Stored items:
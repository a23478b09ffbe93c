// SPDX-License-Identifier: AGPL-3.0-or-later
// Copyright (C) 2025 Blackman Artificial Intelligence Technologies Inc.

//! Interactive session state and command parsing
//!
//! The terminal loop lives in the binary. Everything here is free of I/O
//! apart from the preferences store, so it can be tested directly.

use crate::error::{BabError, Result};
use crate::models::{available_models, get_language_codes, is_known_model};
use crate::storage::PreferencesStore;

pub const PREF_MODEL_ID: &str = "cli:model_id";
pub const PREF_SOURCE_LANG: &str = "cli:source_lang";
pub const PREF_TARGET_LANG: &str = "cli:target_lang";

/// One line of user input, classified
#[derive(Debug, Clone, PartialEq, Eq)]
pub enum SessionCommand {
    /// Blank line
    Empty,
    Quit,
    /// `/model [id|n]`
    Model(Option<String>),
    /// `/source [code]`
    Source(Option<String>),
    /// `/target [code]`
    Target(Option<String>),
    Swap,
    Status,
    /// `/languages [filter]`
    Languages(Option<String>),
    Models,
    Clear,
    Help,
    /// Slash command that is not recognised
    Unknown(String),
    /// Anything else is text to translate
    Translate(String),
}

/// Classify a line of input.
pub fn parse_command(input: &str) -> SessionCommand {
    let input = input.trim();
    if input.is_empty() {
        return SessionCommand::Empty;
    }
    if !input.starts_with('/') {
        return SessionCommand::Translate(input.to_string());
    }

    let (name, rest) = match input.split_once(char::is_whitespace) {
        Some((name, rest)) => (name, rest.trim()),
        None => (input, ""),
    };
    let arg = (!rest.is_empty()).then(|| rest.to_string());

    match name {
        "/quit" | "/exit" | "/q" => SessionCommand::Quit,
        "/model" => SessionCommand::Model(arg),
        "/source" => SessionCommand::Source(arg),
        "/target" => SessionCommand::Target(arg),
        "/swap" => SessionCommand::Swap,
        "/status" => SessionCommand::Status,
        "/languages" => SessionCommand::Languages(arg),
        "/models" => SessionCommand::Models,
        "/clear" => SessionCommand::Clear,
        "/help" => SessionCommand::Help,
        _ => SessionCommand::Unknown(input.to_string()),
    }
}

/// Resolve a `/model` argument given as a registry id or 1-based index.
pub fn resolve_model_choice(choice: &str) -> Result<&'static str> {
    let models = available_models();
    if let Ok(n) = choice.parse::<usize>() {
        return n
            .checked_sub(1)
            .and_then(|i| models.get(i))
            .map(|m| m.model_id)
            .ok_or_else(|| BabError::InvalidInput(format!("Invalid choice: {}", choice)));
    }
    models
        .iter()
        .find(|m| m.model_id == choice)
        .map(|m| m.model_id)
        .ok_or_else(|| BabError::unknown_model(choice))
}

/// Current model and language pair of an interactive session
#[derive(Debug, Clone, PartialEq, Eq)]
pub struct SessionState {
    pub model_id: String,
    pub source_lang: Option<String>,
    pub target_lang: Option<String>,
}

impl SessionState {
    /// Restore from preferences, dropping anything no longer valid.
    pub fn restore(prefs: &PreferencesStore, default_model: &str) -> Result<Self> {
        let model_id = prefs
            .get(PREF_MODEL_ID)?
            .filter(|id| is_known_model(id))
            .unwrap_or_else(|| default_model.to_string());
        let table = get_language_codes(&model_id)?;
        let valid = |code: Option<String>| code.filter(|c| table.contains_code(c));

        Ok(Self {
            source_lang: valid(prefs.get(PREF_SOURCE_LANG)?),
            target_lang: valid(prefs.get(PREF_TARGET_LANG)?),
            model_id,
        })
    }

    /// Both languages, once set.
    pub fn language_pair(&self) -> Option<(&str, &str)> {
        Some((self.source_lang.as_deref()?, self.target_lang.as_deref()?))
    }

    /// Switch model and drop language codes the new model does not know.
    pub fn set_model(&mut self, model_id: &str, prefs: &PreferencesStore) -> Result<()> {
        let table = get_language_codes(model_id)?;
        self.model_id = model_id.to_string();
        prefs.set(PREF_MODEL_ID, model_id)?;

        for (slot, key) in [
            (&mut self.source_lang, PREF_SOURCE_LANG),
            (&mut self.target_lang, PREF_TARGET_LANG),
        ] {
            if slot.as_deref().is_some_and(|c| !table.contains_code(c)) {
                *slot = None;
                prefs.delete(key)?;
            }
        }
        Ok(())
    }

    pub fn set_source(&mut self, code: &str, prefs: &PreferencesStore) -> Result<()> {
        self.check_code(code)?;
        self.source_lang = Some(code.to_string());
        prefs.set(PREF_SOURCE_LANG, code)
    }

    pub fn set_target(&mut self, code: &str, prefs: &PreferencesStore) -> Result<()> {
        self.check_code(code)?;
        self.target_lang = Some(code.to_string());
        prefs.set(PREF_TARGET_LANG, code)
    }

    /// Swap source and target. Returns false when neither is set.
    pub fn swap(&mut self, prefs: &PreferencesStore) -> Result<bool> {
        if self.source_lang.is_none() && self.target_lang.is_none() {
            return Ok(false);
        }
        std::mem::swap(&mut self.source_lang, &mut self.target_lang);
        for (value, key) in [
            (&self.source_lang, PREF_SOURCE_LANG),
            (&self.target_lang, PREF_TARGET_LANG),
        ] {
            match value {
                Some(code) => prefs.set(key, code)?,
                None => {
                    prefs.delete(key)?;
                }
            }
        }
        Ok(true)
    }

    fn check_code(&self, code: &str) -> Result<()> {
        if get_language_codes(&self.model_id)?.contains_code(code) {
            Ok(())
        } else {
            Err(BabError::UnsupportedLanguage {
                model_id: self.model_id.clone(),
                code: code.to_string(),
            })
        }
    }
}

*Work instruction*
I need every line of the data that has the word "filter"; please list them.

*Exercise solution*
    /// `/languages [filter]`
            .filter(|id| is_known_model(id))
        let valid = |code: Option<String>| code.filter(|c| table.contains_code(c));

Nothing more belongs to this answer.